On June 6, the day before Korea’s match with the US, AFP had reported that even though Korean fans root very soberly, they might turn into beasts after the match. However, the situation turned the opposite. Koreans enjoyed the match as a festival and kept mature attitude throughout their rooting.
This enthusiastic but sober rooting culture in Korea is giving impression on foreigners.
Citing a French reporter on June 8, Kyodo News in Japan reported that some of those Korean fans must have been mobilized. However, the report was incorrect and the reporter was ignorant of Korea’s unique rooting culture.
Then what lies behind this volcanic rooting of Koreans? Some psychiatrists explain the culture in terms of collective hysteria. Professor Gweon Jun-soo from the psychiatry department of college of medicine at the Seoul National University said that collective hysteria has some positive functions in that it lets people relive stress and that the rooting culture of Koreans could be understood in this context. That is, in a situation where the general public is totally disappointed at the current social and political leadership, soccer is serving as a channel for ordinary citizens to discharge their grumbles.
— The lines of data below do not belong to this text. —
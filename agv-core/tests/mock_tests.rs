use core::cell::RefCell;

use agv_core::utils::{
    config::{ImuConfig, RangingConfig},
    controllers::{
        imu::{self, AccelRange, CalibrationOffsets, MagnetometerModel, SensorHealth},
        ranging::{RangeReading, RangingError, RangingSession, RangingState},
    },
};
use critical_section as _;
use embedded_hal::i2c::ErrorKind;
use embedded_hal_mock::eh1::{
    delay::NoopDelay,
    i2c::{Mock as I2cMock, Transaction as I2cTrans},
};

/// I2C address of the time-of-flight ranging sensor.
pub const RANGE_ADDRESS: u8 = 0x29;
/// I2C address of the MPU6050.
pub const IMU_ADDRESS: u8 = 0x68;
/// I2C address of the HMC5883L.
pub const HMC_ADDRESS: u8 = 0x1E;

const STOP_VARIABLE: u8 = 0x3C;

/// Create a write transaction for the given I2C address and data payload.
pub fn write(
    addr: u8,
    data: Vec<u8>,
) -> I2cTrans {
    I2cTrans::write(addr, data)
}
/// Create a write_read transaction for the given I2C address/payloads.
pub fn write_read(
    addr: u8,
    write: Vec<u8>,
    read: Vec<u8>,
) -> I2cTrans {
    I2cTrans::write_read(addr, write, read)
}

/// Identity read plus stop-variable fetch.
fn ranging_init(model_id: u8) -> Vec<I2cTrans> {
    vec![
        write_read(RANGE_ADDRESS, vec![0xC0], vec![model_id]),
        write(RANGE_ADDRESS, vec![0x80, 0x01]),
        write(RANGE_ADDRESS, vec![0xFF, 0x01]),
        write(RANGE_ADDRESS, vec![0x00, 0x00]),
        write_read(RANGE_ADDRESS, vec![0x91], vec![STOP_VARIABLE]),
        write(RANGE_ADDRESS, vec![0x00, 0x01]),
        write(RANGE_ADDRESS, vec![0xFF, 0x00]),
        write(RANGE_ADDRESS, vec![0x80, 0x00]),
    ]
}

/// Single-shot start with the stored stop variable.
fn ranging_start() -> Vec<I2cTrans> {
    vec![
        write(RANGE_ADDRESS, vec![0x80, 0x01]),
        write(RANGE_ADDRESS, vec![0xFF, 0x01]),
        write(RANGE_ADDRESS, vec![0x00, 0x00]),
        write(RANGE_ADDRESS, vec![0x91, STOP_VARIABLE]),
        write(RANGE_ADDRESS, vec![0x00, 0x01]),
        write(RANGE_ADDRESS, vec![0xFF, 0x00]),
        write(RANGE_ADDRESS, vec![0x80, 0x00]),
        write(RANGE_ADDRESS, vec![0x00, 0x01]),
    ]
}

fn ranging_busy() -> I2cTrans {
    write_read(RANGE_ADDRESS, vec![0x00], vec![0x01])
}

fn ranging_ready(mm: u16) -> Vec<I2cTrans> {
    let [msb, lsb] = mm.to_be_bytes();
    vec![
        write_read(RANGE_ADDRESS, vec![0x00], vec![0x00]),
        write_read(RANGE_ADDRESS, vec![0x1E], vec![msb]),
        write_read(RANGE_ADDRESS, vec![0x1F], vec![lsb]),
        write(RANGE_ADDRESS, vec![0x0B, 0x01]),
    ]
}

#[test]
fn test_ranging_init_reads_stop_variable() {
    let expectations = ranging_init(0xEE);
    let mock = I2cMock::new(&expectations);
    let mut session = RangingSession::new(mock.clone(), &RangingConfig::default());
    session.init().unwrap();
    assert_eq!(session.state(), RangingState::Idle);
    mock.clone().done();
}

#[test]
fn test_ranging_identity_mismatch_is_reported() {
    let expectations = ranging_init(0xAB);
    let mock = I2cMock::new(&expectations);
    let mut session = RangingSession::new(mock.clone(), &RangingConfig::default());
    match session.init() {
        Err(RangingError::IdentityMismatch(0xAB)) => {}
        other => panic!("unexpected init result: {:?}", other),
    }
    mock.clone().done();
}

#[test]
fn test_ranging_full_cycle() {
    let mut expectations = ranging_init(0xEE);
    expectations.extend(ranging_start());
    expectations.push(ranging_busy());
    expectations.extend(ranging_ready(423));

    let mock = I2cMock::new(&expectations);
    let mut session = RangingSession::new(mock.clone(), &RangingConfig::default());
    session.init().unwrap();

    // Nothing happens before the first period has elapsed.
    assert_eq!(session.poll(0).unwrap(), RangingState::Idle);
    assert_eq!(session.poll(999).unwrap(), RangingState::Idle);

    assert_eq!(session.poll(1000).unwrap(), RangingState::Sampling);
    assert_eq!(session.poll(1030).unwrap(), RangingState::AwaitingResult);
    assert_eq!(session.poll(1040).unwrap(), RangingState::Idle);
    assert_eq!(session.reading(), Some(RangeReading::Millimeters(423)));
    assert_eq!(session.timeouts(), 0);

    // Next cycle is a full period after this one finished.
    assert_eq!(session.poll(2039).unwrap(), RangingState::Idle);
    mock.clone().done();
}

#[test]
fn test_ranging_timeout_returns_to_idle() {
    let mut expectations = ranging_init(0xEE);
    expectations.extend(ranging_start());
    // Busy at 1010, 1020, ..., 1110; the read at 1110 crosses the timeout.
    expectations.extend((0..11).map(|_| ranging_busy()));

    let mock = I2cMock::new(&expectations);
    let mut session = RangingSession::new(mock.clone(), &RangingConfig::default());
    session.init().unwrap();

    assert_eq!(session.poll(1000).unwrap(), RangingState::Sampling);
    for now in (1010..=1100).step_by(10) {
        assert_eq!(session.poll(now).unwrap(), RangingState::AwaitingResult);
    }
    assert_eq!(session.poll(1110).unwrap(), RangingState::Idle);
    assert_eq!(session.timeouts(), 1);
    assert_eq!(session.reading(), None);

    // Back to waiting out the period, no bus traffic.
    for now in (1120..=1150).step_by(10) {
        assert_eq!(session.poll(now).unwrap(), RangingState::Idle);
    }
    mock.clone().done();
}

#[test]
fn test_ranging_out_of_range_code() {
    let mut expectations = ranging_init(0xEE);
    expectations.extend(ranging_start());
    expectations.extend(ranging_ready(8190));

    let mock = I2cMock::new(&expectations);
    let mut session = RangingSession::new(mock.clone(), &RangingConfig::default());
    session.init().unwrap();

    session.poll(1000).unwrap();
    assert_eq!(session.poll(1001).unwrap(), RangingState::Idle);
    assert_eq!(session.reading(), Some(RangeReading::OutOfRange));
    mock.clone().done();
}

#[test]
fn test_ranging_bus_error_aborts_cycle() {
    let mut expectations = ranging_init(0xEE);
    // Cycle 1 fails on the third write of the start sequence.
    expectations.extend(ranging_start().into_iter().take(2));
    expectations.push(write(RANGE_ADDRESS, vec![0x00, 0x00]).with_error(ErrorKind::Other));
    // Cycle 2 starts one period later and fails on the status read.
    expectations.extend(ranging_start());
    expectations.push(
        write_read(RANGE_ADDRESS, vec![0x00], vec![0x00]).with_error(ErrorKind::Other),
    );
    // Cycle 3 completes normally.
    expectations.extend(ranging_start());
    expectations.extend(ranging_ready(250));

    let mock = I2cMock::new(&expectations);
    let mut session = RangingSession::new(mock.clone(), &RangingConfig::default());
    session.init().unwrap();

    assert!(matches!(session.poll(1000), Err(RangingError::Bus(_))));
    assert_eq!(session.state(), RangingState::Idle);
    assert_eq!(session.bus_errors(), 1);

    // No bus traffic until a full period after the failure.
    for now in (1010..2000).step_by(10) {
        assert_eq!(session.poll(now).unwrap(), RangingState::Idle);
    }

    assert_eq!(session.poll(2000).unwrap(), RangingState::Sampling);
    assert!(matches!(session.poll(2010), Err(RangingError::Bus(_))));
    assert_eq!(session.state(), RangingState::Idle);
    assert_eq!(session.bus_errors(), 2);
    assert_eq!(session.reading(), None);
    assert_eq!(session.poll(3009).unwrap(), RangingState::Idle);

    assert_eq!(session.poll(3010).unwrap(), RangingState::Sampling);
    assert_eq!(session.poll(3020).unwrap(), RangingState::Idle);
    assert_eq!(session.reading(), Some(RangeReading::Millimeters(250)));
    assert_eq!(session.timeouts(), 0);
    mock.clone().done();
}

fn imu_motion_init(who_am_i: u8) -> Vec<I2cTrans> {
    vec![
        write(IMU_ADDRESS, vec![0x6B, 0x00]),
        write_read(IMU_ADDRESS, vec![0x75], vec![who_am_i]),
        write(IMU_ADDRESS, vec![0x1A, 0x03]),
        write(IMU_ADDRESS, vec![0x19, 0x04]),
        write(IMU_ADDRESS, vec![0x1C, 0x00]),
        write(IMU_ADDRESS, vec![0x1B, 0x00]),
    ]
}

#[test]
fn test_init_sensors() {
    let mut expectations = imu_motion_init(0x68);
    expectations.extend([
        write_read(HMC_ADDRESS, vec![0x0A], vec![0x48]),
        write(HMC_ADDRESS, vec![0x00, 0x18]),
        write(HMC_ADDRESS, vec![0x01, 0x20]),
        write(HMC_ADDRESS, vec![0x02, 0x00]),
    ]);

    let mock = I2cMock::new(&expectations);
    let i2c_bus = RefCell::new(mock);
    let health = imu::init_sensors(&i2c_bus, &ImuConfig::default(), &mut NoopDelay::new()).unwrap();
    assert_eq!(
        health,
        SensorHealth {
            motion: true,
            magnetic: true
        }
    );
    i2c_bus.borrow_mut().done();
}

#[test]
fn test_init_sensors_degrades_on_identity_failure() {
    // Wrong magnetometer id: reported, left unconfigured, no further writes.
    let mut expectations = imu_motion_init(0x70);
    expectations.push(write_read(HMC_ADDRESS, vec![0x0A], vec![0x00]));

    let mock = I2cMock::new(&expectations);
    let i2c_bus = RefCell::new(mock);
    let health = imu::init_sensors(&i2c_bus, &ImuConfig::default(), &mut NoopDelay::new()).unwrap();
    assert_eq!(
        health,
        SensorHealth {
            motion: false,
            magnetic: false
        }
    );
    i2c_bus.borrow_mut().done();
}

#[test]
fn test_init_sensors_qmc_variant() {
    let config = ImuConfig {
        magnetometer: MagnetometerModel::Qmc5883l,
        accel_range: AccelRange::G8,
        ..ImuConfig::default()
    };
    let mut expectations = imu_motion_init(0x68);
    expectations[4] = write(IMU_ADDRESS, vec![0x1C, 0x02 << 3]);
    expectations.extend([
        write_read(0x0D, vec![0x0D], vec![0xFF]),
        write(0x0D, vec![0x0B, 0x01]),
        write(0x0D, vec![0x09, 0x0D]),
    ]);

    let mock = I2cMock::new(&expectations);
    let i2c_bus = RefCell::new(mock);
    let health = imu::init_sensors(&i2c_bus, &config, &mut NoopDelay::new()).unwrap();
    assert!(health.motion && health.magnetic);
    i2c_bus.borrow_mut().done();
}

#[test]
fn test_calibrate_averages_at_rest() {
    // accel (100, -50, 1 g + 20), temp 0, gyro (5, -3, 7)
    let mut burst = Vec::new();
    for v in [100i16, -50, 16384 + 20, 0, 5, -3, 7] {
        burst.extend_from_slice(&v.to_be_bytes());
    }
    let expectations: Vec<I2cTrans> = (0..imu::CALIBRATION_SAMPLES)
        .map(|_| write_read(IMU_ADDRESS, vec![0x3B], burst.clone()))
        .collect();

    let mut mock = I2cMock::new(&expectations);
    let offsets = imu::calibrate(&mut mock, AccelRange::G2, &mut NoopDelay::new()).unwrap();
    assert_eq!(
        offsets,
        CalibrationOffsets {
            accel: [100, -50, 20],
            gyro: [5, -3, 7],
        }
    );
    mock.done();
}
Min Seong-gil from the psychiatric department of medical school in Yonsei University expressed a similar view. According to him, collective hysteria, if uncontrolled, may lead to collective depression but Koreans have a high level of citizenship to control themselves and to enjoy the festivity mood.
Sports experts say that soccer has carried out this cathartic function throughout the sports history in Korea since the Japanese colonial rule in early 1900’s. Sports have had some negative functions in other nations. The case in point: sports sparked a war between Honduras and El Salvador in 1969. However, in case of Korea, sports have mainly served as a means to unite citizens and to express the will of people.
Professor Mun Ik-su of physical education department at Korea University, a sports psychologist, detailed that under the Japanese colonial rule and under the military dictatorship Korean citizens expressed their will through sports and rooting. When Korea was under the Japanese rule, major players were independence activists and sports activities were independence movements. Also, when Korea was under the military regime, the annual sports league between Yonsei and Korea universities served as demonstration activities against the dictatorship and was supported by citizens. Mun also explained that the massive rooters on the streets are letting out their complaints against the social and political leadership through soccer rooting and they are also demonstrating the power of people. It is worth noting that those citizens are gathering on Sejong street area, which is a historical place of civil movements.